In a case which reveals that post-dismissal conduct can sometimes have a crucial bearing on employment proceedings, a religious studies teacher who won £70,925 compensation in respect of his unfair dismissal could have his loss of pension award slashed after he was convicted of assaulting a former pupil at the school where he had worked.
The teacher, who was aged in his 60s, had lost his job after a colleague complained that he had accessed a dating website during a class. An employment tribunal found that he had been unfairly dismissed and made the award after deducting 15% for his own contributory fault.

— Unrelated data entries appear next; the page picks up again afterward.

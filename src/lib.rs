//! Workspace umbrella crate for Folio, a small article publishing backend.
//!
//! This crate stitches the markup parser and the article store together so
//! callers can turn stored articles into listing metadata with a single API:
//!
//! - [`StopwordSet`] is loaded once and passed by reference
//! - [`extract_keywords`] ranks heading words
//! - [`build_meta`] turns one [`StoredArticle`] into an [`ArticleMeta`]
//! - [`collect_listings`] does that for the whole store

mod keywords;
mod listing;
mod metadata;
mod stopwords;

pub use crate::keywords::{extract_keywords, DEFAULT_KEYWORD_COUNT};
pub use crate::listing::{collect_listings, Listing, ListingOptions};
pub use crate::metadata::{build_meta, ArticleMeta};
pub use crate::stopwords::StopwordSet;
pub use markup::{parse, DocumentTree, ParseError, Section};
pub use store::{validate_name, ArticleStore, FileStamp, StoreError, StoredArticle};

use std::error::Error;
use std::fmt;
use std::io;

/// Errors that can occur while building article metadata.
#[derive(Debug)]
pub enum MetaError {
    Parse { name: String, source: ParseError },
    Store(StoreError),
}

impl MetaError {
    /// True for failures confined to a single article: unparsable markup,
    /// text that is not UTF-8, or a file that vanished mid-listing.
    pub fn is_skippable(&self) -> bool {
        match self {
            MetaError::Parse { .. } => true,
            MetaError::Store(StoreError::NotFound(_)) => true,
            MetaError::Store(StoreError::Io(err)) => err.kind() == io::ErrorKind::InvalidData,
            MetaError::Store(StoreError::InvalidName(_)) => false,
        }
    }
}

impl fmt::Display for MetaError {
    fn fmt(&self, f: &mut fmt::Formatter<'_>) -> fmt::Result {
        match self {
            MetaError::Parse { name, source } => write!(f, "article {name:?} is malformed: {source}"),
            MetaError::Store(err) => write!(f, "article store failure: {err}"),
        }
    }
}

impl Error for MetaError {
    fn source(&self) -> Option<&(dyn Error + 'static)> {
        match self {
            MetaError::Parse { source, .. } => Some(source),
            MetaError::Store(err) => Some(err),
        }
    }
}

impl From<StoreError> for MetaError {
    fn from(value: StoreError) -> Self {
        MetaError::Store(value)
    }
}
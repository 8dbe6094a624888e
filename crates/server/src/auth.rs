//! Publish token derivation and verification.
//!
//! A publish token is the lowercase hex SHA-256 digest of the shared secret
//! immediately followed by the article name. Clients holding the secret
//! compute it themselves; the server recomputes and compares.

use sha2::{Digest, Sha256};
use subtle::ConstantTimeEq;

/// Token that authorises publishing article `name`.
pub fn publish_token(secret: &str, name: &str) -> String {
    let mut hasher = Sha256::new();
    hasher.update(secret.as_bytes());
    hasher.update(name.as_bytes());
    hex::encode(hasher.finalize())
}

/// Checks `token` against the expected token for `name`.
///
/// The comparison runs in constant time with respect to the token contents.
pub fn verify_publish_token(secret: &str, name: &str, token: &str) -> bool {
    let expected = publish_token(secret, name);
    expected.as_bytes().ct_eq(token.as_bytes()).into()
}
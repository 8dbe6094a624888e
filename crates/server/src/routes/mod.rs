//! HTTP route handlers
//!
//! - `articles`: fetch, listings and publish
//! - `health`: liveness and Prometheus metrics

pub mod articles;
pub mod health;

use crate::error::ServerError;
use axum::http::header;
use axum::response::IntoResponse;

/// 404 handler for paths that match neither a route nor a static file.
pub async fn not_found() -> ServerError {
    ServerError::NotFound
}

/// 405 handler for `/publish` requests that are not POST.
pub async fn method_not_allowed() -> impl IntoResponse {
    ([(header::ALLOW, "POST")], ServerError::MethodNotAllowed)
}
//! Listing aggregation over the whole article store.

use crate::keywords::DEFAULT_KEYWORD_COUNT;
use crate::metadata::{build_meta, ArticleMeta};
use crate::stopwords::StopwordSet;
use crate::MetaError;
use store::ArticleStore;

/// How [`collect_listings`] treats individual articles.
#[derive(Debug, Clone, Copy, PartialEq, Eq)]
pub struct ListingOptions {
    /// Keywords reported per article.
    pub keyword_count: usize,
    /// Skip articles that fail to parse or decode instead of failing the
    /// whole listing.
    pub skip_malformed: bool,
}

impl Default for ListingOptions {
    fn default() -> Self {
        Self {
            keyword_count: DEFAULT_KEYWORD_COUNT,
            skip_malformed: true,
        }
    }
}

/// Result of a listing pass.
#[derive(Debug, Clone, Default, PartialEq, Eq)]
pub struct Listing {
    /// Metadata in store order (sorted by file name).
    pub articles: Vec<ArticleMeta>,
    /// File names left out because they could not be processed.
    pub skipped: Vec<String>,
}

/// Builds metadata for every article in `store`.
pub fn collect_listings(
    store: &ArticleStore,
    stopwords: &StopwordSet,
    options: ListingOptions,
) -> Result<Listing, MetaError> {
    let mut listing = Listing::default();

    for file_name in store.list_article_files()? {
        let result = store
            .load_article(&file_name)
            .map_err(MetaError::from)
            .and_then(|article| build_meta(&article, stopwords, options.keyword_count));

        match result {
            Ok(meta) => listing.articles.push(meta),
            Err(err) if options.skip_malformed && err.is_skippable() => {
                tracing::warn!(file = %file_name, error = %err, "skipping article in listing");
                listing.skipped.push(file_name);
            }
            Err(err) => return Err(err),
        }
    }

    tracing::debug!(
        articles = listing.articles.len(),
        skipped = listing.skipped.len(),
        "listing built"
    );
    Ok(listing)
}
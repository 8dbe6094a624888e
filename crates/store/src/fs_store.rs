use crate::error::{StoreError, StoreResult};
use crate::name::validate_name;
use crate::stamp::FileStamp;
use std::fs;
use std::io::{self, Write};
use std::path::{Path, PathBuf};

/// One article as read from disk.
#[derive(Debug, Clone, PartialEq, Eq)]
pub struct StoredArticle {
    /// File name without its extension.
    pub name: String,
    /// Raw markup source.
    pub text: String,
    pub stamp: FileStamp,
}

/// Directory of `<name>.<ext>` article files.
#[derive(Debug, Clone)]
pub struct ArticleStore {
    root: PathBuf,
    extension: String,
}

impl ArticleStore {
    /// Opens (and creates, if missing) the store directory.
    ///
    /// `extension` may be given with or without its leading dot.
    ///
    /// # Example
    /// ```no_run
    /// use store::ArticleStore;
    ///
    /// let store = ArticleStore::open("articles", "rst").unwrap();
    /// let text = store.read_article("intro").unwrap();
    /// ```
    pub fn open(root: impl Into<PathBuf>, extension: &str) -> StoreResult<Self> {
        let root = root.into();
        fs::create_dir_all(&root)?;
        let extension = extension.trim_start_matches('.').to_string();
        tracing::debug!(root = %root.display(), extension = %extension, "opened article store");
        Ok(Self { root, extension })
    }

    pub fn root(&self) -> &Path {
        &self.root
    }

    pub fn extension(&self) -> &str {
        &self.extension
    }

    /// Path of the file backing `name`, after validating the name.
    pub fn path_for(&self, name: &str) -> StoreResult<PathBuf> {
        validate_name(name)?;
        Ok(self.root.join(format!("{name}.{}", self.extension)))
    }

    /// Returns the raw text of article `name`.
    pub fn read_article(&self, name: &str) -> StoreResult<String> {
        let path = self.path_for(name)?;
        if !path.is_file() {
            return Err(StoreError::NotFound(name.to_string()));
        }
        read_text(&path, name)
    }

    /// File names of every article in the store, sorted by name.
    ///
    /// Only regular files carrying the store extension are returned; files
    /// whose stem is not a valid article name are skipped.
    pub fn list_article_files(&self) -> StoreResult<Vec<String>> {
        let mut files = Vec::new();
        for entry in fs::read_dir(&self.root)? {
            let entry = entry?;
            if !entry.path().is_file() {
                continue;
            }
            let Ok(file_name) = entry.file_name().into_string() else {
                continue;
            };
            let Some(stem) = self.stem_of(&file_name) else {
                continue;
            };
            if validate_name(stem).is_err() {
                tracing::debug!(file = %file_name, "skipping article file with unaddressable name");
                continue;
            }
            files.push(file_name);
        }
        files.sort();
        Ok(files)
    }

    /// Reads one listed article file together with its timestamp.
    pub fn load_article(&self, file_name: &str) -> StoreResult<StoredArticle> {
        let name = self
            .stem_of(file_name)
            .ok_or_else(|| StoreError::NotFound(file_name.to_string()))?;
        validate_name(name)?;

        let path = self.root.join(file_name);
        let text = read_text(&path, name)?;
        let meta = fs::metadata(&path).map_err(|err| not_found_or_io(err, name))?;
        let stamp = FileStamp::from_metadata(&meta)?;

        Ok(StoredArticle {
            name: name.to_string(),
            text,
            stamp,
        })
    }

    /// Creates or replaces article `name` with `text`.
    ///
    /// The text is written to a hidden temporary file in the store directory
    /// and then renamed over the target.
    pub fn write_article(&self, name: &str, text: &str) -> StoreResult<()> {
        let path = self.path_for(name)?;

        let mut tmp = tempfile::Builder::new()
            .prefix(".folio-")
            .suffix(".tmp")
            .tempfile_in(&self.root)?;
        tmp.write_all(text.as_bytes())?;
        tmp.as_file().sync_all()?;

        #[cfg(unix)]
        {
            use std::os::unix::fs::PermissionsExt;
            tmp.as_file()
                .set_permissions(fs::Permissions::from_mode(0o644))?;
        }

        tmp.persist(&path).map_err(|err| StoreError::Io(err.error))?;

        tracing::info!(name = %name, bytes = text.len(), "article written");
        Ok(())
    }

    fn stem_of<'a>(&self, file_name: &'a str) -> Option<&'a str> {
        file_name
            .strip_suffix(self.extension.as_str())
            .and_then(|rest| rest.strip_suffix('.'))
    }
}

fn read_text(path: &Path, name: &str) -> StoreResult<String> {
    fs::read_to_string(path).map_err(|err| not_found_or_io(err, name))
}

fn not_found_or_io(err: io::Error, name: &str) -> StoreError {
    if err.kind() == io::ErrorKind::NotFound {
        StoreError::NotFound(name.to_string())
    } else {
        StoreError::Io(err)
    }
}

#[cfg(test)]
mod tests {
    use super::*;

    fn store() -> (tempfile::TempDir, ArticleStore) {
        let dir = tempfile::tempdir().unwrap();
        let store = ArticleStore::open(dir.path(), ".rst").unwrap();
        (dir, store)
    }

    #[test]
    fn open_creates_missing_directory() {
        let dir = tempfile::tempdir().unwrap();
        let root = dir.path().join("nested").join("articles");
        let store = ArticleStore::open(&root, "rst").unwrap();
        assert!(root.is_dir());
        assert_eq!(store.extension(), "rst");
    }

    #[test]
    fn stem_requires_dot_before_extension() {
        let (_dir, store) = store();
        assert_eq!(store.stem_of("intro.rst"), Some("intro"));
        assert_eq!(store.stem_of("introrst"), None);
        assert_eq!(store.stem_of("notes.txt"), None);
        assert_eq!(store.stem_of(".rst"), Some(""));
    }

    #[test]
    fn listing_ignores_other_files() {
        let (dir, store) = store();
        fs::write(dir.path().join("b.rst"), "B\n=\n").unwrap();
        fs::write(dir.path().join("a.rst"), "A\n=\n").unwrap();
        fs::write(dir.path().join("stopwords.txt"), "the\n").unwrap();
        fs::write(dir.path().join("bad name.rst"), "x").unwrap();
        fs::create_dir(dir.path().join("dir.rst")).unwrap();

        assert_eq!(store.list_article_files().unwrap(), vec!["a.rst", "b.rst"]);
    }

    #[test]
    fn read_missing_and_directory_are_not_found() {
        let (dir, store) = store();
        fs::create_dir(dir.path().join("folder.rst")).unwrap();
        assert!(matches!(store.read_article("nope"), Err(StoreError::NotFound(n)) if n == "nope"));
        assert!(matches!(store.read_article("folder"), Err(StoreError::NotFound(_))));
    }

    #[test]
    fn write_leaves_no_temp_files_behind() {
        let (dir, store) = store();
        store.write_article("intro", "Intro\n=====\n").unwrap();
        let entries: Vec<String> = fs::read_dir(dir.path())
            .unwrap()
            .map(|e| e.unwrap().file_name().into_string().unwrap())
            .collect();
        assert_eq!(entries, vec!["intro.rst"]);
    }

    #[cfg(unix)]
    #[test]
    fn written_articles_are_world_readable() {
        use std::os::unix::fs::PermissionsExt;

        let (dir, store) = store();
        store.write_article("intro", "x").unwrap();
        let mode = fs::metadata(dir.path().join("intro.rst")).unwrap().permissions().mode();
        assert_eq!(mode & 0o777, 0o644);
    }
}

Following his dismissal, he had been jailed for six weeks after being convicted of common assault on a 16-year-old former pupil, an offence which had post-dated his departure from the school by about a year. Despite the employer’s arguments that that fact was relevant to the issue of appropriate remedy, the employment tribunal declined to take it into account in calculating the award.
In allowing the employers’ appeal against that decision, the Employment Appeal Tribunal (EAT) accepted arguments that the conviction was material in that it may well have brought the school into disrepute, leading to the teacher’s fair dismissal before the age of 65 in any event and a resultant loss of some of his pension rights.
It was plainly ‘just and equitable’ to take the conviction into account in calculating the teacher’s loss of pension award and the tribunal had erred in law in refusing to do so. That issue was remitted to the tribunal for reconsideration.